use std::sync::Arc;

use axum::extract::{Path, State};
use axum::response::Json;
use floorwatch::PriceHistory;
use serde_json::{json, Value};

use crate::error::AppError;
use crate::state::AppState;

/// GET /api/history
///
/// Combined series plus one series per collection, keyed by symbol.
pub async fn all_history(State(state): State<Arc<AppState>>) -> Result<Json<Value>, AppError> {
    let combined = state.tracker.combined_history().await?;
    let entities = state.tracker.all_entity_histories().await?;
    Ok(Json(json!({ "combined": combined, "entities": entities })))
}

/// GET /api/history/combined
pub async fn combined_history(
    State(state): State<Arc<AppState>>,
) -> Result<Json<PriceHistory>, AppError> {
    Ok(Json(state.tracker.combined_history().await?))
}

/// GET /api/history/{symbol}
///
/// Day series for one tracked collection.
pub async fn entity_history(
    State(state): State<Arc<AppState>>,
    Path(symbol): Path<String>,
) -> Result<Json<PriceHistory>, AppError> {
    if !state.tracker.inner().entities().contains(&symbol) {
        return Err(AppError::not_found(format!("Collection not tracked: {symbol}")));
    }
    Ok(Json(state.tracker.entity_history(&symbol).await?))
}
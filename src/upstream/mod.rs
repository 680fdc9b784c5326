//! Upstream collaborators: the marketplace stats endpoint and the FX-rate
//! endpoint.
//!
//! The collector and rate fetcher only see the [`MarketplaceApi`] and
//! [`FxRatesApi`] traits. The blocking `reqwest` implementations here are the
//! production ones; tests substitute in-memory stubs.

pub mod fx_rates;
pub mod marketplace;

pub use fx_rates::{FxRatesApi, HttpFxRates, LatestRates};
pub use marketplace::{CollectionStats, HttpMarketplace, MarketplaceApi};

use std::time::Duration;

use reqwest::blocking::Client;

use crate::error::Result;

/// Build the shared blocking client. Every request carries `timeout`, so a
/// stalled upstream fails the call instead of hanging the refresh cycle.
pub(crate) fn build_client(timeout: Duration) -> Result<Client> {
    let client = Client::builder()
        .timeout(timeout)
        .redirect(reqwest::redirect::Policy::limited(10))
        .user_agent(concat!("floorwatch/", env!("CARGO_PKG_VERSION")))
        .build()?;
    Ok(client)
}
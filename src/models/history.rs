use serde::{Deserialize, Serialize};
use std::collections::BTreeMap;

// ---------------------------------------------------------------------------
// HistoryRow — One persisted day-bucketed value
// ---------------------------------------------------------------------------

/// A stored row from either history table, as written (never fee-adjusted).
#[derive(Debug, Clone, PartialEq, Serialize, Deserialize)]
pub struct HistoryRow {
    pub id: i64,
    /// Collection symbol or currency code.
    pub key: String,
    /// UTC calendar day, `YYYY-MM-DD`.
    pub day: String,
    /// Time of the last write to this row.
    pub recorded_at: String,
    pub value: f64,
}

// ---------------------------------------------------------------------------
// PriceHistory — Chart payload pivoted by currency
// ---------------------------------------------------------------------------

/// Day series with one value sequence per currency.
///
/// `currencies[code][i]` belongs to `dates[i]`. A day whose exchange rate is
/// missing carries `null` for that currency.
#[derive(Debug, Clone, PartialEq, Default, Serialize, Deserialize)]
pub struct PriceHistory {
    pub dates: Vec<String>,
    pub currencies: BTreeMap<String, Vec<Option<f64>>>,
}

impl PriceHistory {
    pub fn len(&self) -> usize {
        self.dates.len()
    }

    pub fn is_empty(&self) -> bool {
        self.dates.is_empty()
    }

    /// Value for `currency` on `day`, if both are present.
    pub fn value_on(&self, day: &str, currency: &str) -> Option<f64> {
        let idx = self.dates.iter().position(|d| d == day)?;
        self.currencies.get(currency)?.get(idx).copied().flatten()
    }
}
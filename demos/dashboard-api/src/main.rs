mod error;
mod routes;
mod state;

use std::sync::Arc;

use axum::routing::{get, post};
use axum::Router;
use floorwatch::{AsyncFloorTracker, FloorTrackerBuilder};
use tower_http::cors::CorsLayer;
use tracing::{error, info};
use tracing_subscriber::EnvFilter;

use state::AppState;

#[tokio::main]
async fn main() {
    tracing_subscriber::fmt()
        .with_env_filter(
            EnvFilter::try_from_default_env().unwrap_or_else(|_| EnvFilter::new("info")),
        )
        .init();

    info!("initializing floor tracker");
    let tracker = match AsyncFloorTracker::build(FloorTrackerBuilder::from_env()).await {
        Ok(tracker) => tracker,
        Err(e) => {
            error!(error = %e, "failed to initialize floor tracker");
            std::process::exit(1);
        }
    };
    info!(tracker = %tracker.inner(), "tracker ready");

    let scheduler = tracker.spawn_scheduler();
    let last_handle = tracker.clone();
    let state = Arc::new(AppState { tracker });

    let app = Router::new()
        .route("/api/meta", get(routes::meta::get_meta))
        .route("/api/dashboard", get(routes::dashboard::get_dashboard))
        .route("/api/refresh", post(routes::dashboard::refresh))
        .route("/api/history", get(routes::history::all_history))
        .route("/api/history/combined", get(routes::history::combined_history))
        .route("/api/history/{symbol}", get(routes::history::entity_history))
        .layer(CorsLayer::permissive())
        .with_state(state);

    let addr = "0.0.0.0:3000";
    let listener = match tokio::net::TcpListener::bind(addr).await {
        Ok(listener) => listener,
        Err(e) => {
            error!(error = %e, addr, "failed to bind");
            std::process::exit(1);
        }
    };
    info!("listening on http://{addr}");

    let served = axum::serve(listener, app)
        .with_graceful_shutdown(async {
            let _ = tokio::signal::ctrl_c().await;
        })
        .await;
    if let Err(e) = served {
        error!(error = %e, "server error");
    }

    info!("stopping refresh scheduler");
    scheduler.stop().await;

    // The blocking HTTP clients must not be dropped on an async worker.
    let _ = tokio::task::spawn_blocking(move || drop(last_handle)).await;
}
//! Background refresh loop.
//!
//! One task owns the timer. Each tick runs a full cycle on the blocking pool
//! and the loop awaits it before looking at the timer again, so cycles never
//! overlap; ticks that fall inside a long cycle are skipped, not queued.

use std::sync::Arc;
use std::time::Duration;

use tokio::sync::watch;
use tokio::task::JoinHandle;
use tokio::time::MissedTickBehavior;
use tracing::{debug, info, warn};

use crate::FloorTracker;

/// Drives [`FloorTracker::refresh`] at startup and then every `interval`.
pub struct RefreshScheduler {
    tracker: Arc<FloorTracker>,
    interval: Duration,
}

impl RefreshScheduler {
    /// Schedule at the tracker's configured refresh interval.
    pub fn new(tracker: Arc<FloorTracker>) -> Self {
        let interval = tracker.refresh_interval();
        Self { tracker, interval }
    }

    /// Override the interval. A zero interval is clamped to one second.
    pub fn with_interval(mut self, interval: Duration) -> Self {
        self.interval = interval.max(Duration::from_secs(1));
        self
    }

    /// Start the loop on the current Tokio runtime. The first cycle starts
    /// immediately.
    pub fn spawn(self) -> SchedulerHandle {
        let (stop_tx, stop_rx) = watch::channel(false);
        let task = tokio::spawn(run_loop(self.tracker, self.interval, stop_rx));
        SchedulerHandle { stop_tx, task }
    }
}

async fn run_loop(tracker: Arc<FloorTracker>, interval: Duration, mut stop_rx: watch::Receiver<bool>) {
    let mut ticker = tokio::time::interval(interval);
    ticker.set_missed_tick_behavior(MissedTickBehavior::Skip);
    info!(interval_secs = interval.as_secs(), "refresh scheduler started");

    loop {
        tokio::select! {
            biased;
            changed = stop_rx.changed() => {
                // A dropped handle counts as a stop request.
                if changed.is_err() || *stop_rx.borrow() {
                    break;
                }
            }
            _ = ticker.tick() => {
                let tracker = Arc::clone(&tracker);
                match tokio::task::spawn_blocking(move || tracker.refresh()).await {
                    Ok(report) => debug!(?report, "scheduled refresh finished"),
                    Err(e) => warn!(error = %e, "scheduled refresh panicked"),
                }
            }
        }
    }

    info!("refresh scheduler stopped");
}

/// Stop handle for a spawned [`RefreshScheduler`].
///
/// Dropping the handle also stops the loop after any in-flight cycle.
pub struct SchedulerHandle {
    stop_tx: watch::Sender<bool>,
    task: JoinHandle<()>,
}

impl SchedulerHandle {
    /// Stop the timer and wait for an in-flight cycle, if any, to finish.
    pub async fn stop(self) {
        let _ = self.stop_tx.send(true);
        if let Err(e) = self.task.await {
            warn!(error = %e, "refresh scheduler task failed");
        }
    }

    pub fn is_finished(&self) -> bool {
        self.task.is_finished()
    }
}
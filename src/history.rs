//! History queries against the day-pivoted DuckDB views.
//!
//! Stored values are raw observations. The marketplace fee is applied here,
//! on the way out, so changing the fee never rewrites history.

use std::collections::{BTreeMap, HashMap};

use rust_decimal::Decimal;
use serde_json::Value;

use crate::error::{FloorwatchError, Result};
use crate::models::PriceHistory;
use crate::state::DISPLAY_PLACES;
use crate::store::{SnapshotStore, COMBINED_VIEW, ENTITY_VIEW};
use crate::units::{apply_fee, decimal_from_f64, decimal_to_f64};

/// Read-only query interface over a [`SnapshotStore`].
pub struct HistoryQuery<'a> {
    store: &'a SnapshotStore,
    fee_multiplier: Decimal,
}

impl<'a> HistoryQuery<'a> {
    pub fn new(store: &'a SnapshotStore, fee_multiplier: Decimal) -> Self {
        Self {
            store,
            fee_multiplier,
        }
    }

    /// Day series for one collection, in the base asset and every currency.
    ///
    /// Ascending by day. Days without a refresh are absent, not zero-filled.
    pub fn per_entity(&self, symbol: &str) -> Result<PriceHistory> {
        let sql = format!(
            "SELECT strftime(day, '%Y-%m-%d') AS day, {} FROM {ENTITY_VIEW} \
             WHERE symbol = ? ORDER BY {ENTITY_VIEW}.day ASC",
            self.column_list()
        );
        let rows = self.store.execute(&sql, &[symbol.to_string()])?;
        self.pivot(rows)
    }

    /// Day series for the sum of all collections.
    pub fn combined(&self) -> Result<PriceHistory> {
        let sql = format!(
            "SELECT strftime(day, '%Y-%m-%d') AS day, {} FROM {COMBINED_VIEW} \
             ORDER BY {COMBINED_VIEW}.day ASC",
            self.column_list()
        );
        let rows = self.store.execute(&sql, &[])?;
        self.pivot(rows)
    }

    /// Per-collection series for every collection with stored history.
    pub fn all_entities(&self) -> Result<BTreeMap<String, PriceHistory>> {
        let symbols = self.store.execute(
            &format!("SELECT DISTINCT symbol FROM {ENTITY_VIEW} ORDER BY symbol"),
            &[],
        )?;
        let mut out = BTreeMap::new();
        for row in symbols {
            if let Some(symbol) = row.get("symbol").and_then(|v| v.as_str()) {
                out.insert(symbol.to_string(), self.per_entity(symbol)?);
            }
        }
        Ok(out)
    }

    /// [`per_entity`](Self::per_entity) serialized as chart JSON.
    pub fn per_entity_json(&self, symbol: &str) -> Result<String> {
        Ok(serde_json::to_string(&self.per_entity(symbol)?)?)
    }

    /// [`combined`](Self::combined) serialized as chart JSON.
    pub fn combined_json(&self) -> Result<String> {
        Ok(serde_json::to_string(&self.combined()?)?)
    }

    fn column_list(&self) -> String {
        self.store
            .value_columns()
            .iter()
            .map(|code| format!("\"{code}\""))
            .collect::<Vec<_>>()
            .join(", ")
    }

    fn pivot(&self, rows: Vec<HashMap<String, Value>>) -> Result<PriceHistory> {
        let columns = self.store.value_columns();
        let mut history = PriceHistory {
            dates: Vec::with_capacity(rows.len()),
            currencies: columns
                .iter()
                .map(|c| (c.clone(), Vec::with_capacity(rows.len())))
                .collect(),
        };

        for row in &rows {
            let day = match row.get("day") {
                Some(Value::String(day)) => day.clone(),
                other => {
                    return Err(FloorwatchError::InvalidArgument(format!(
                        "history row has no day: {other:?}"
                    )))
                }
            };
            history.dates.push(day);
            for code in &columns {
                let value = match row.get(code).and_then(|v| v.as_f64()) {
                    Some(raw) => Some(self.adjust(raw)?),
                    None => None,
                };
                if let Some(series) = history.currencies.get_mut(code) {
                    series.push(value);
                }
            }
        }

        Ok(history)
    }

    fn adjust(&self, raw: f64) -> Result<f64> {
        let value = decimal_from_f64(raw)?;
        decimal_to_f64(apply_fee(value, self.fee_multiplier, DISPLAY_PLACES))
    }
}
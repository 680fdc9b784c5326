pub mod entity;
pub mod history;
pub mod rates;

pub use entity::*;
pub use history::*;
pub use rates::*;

☆ ☆ ☆ ☆ ☆ ☆ ☆

## WHAT IS EXPECTED
Look through the data above and return each line where the string "only" occurs.

## EXERCISE RESPONSE
//! The collector and rate fetcher only see the [`MarketplaceApi`] and
/// Read-only query interface over a [`SnapshotStore`].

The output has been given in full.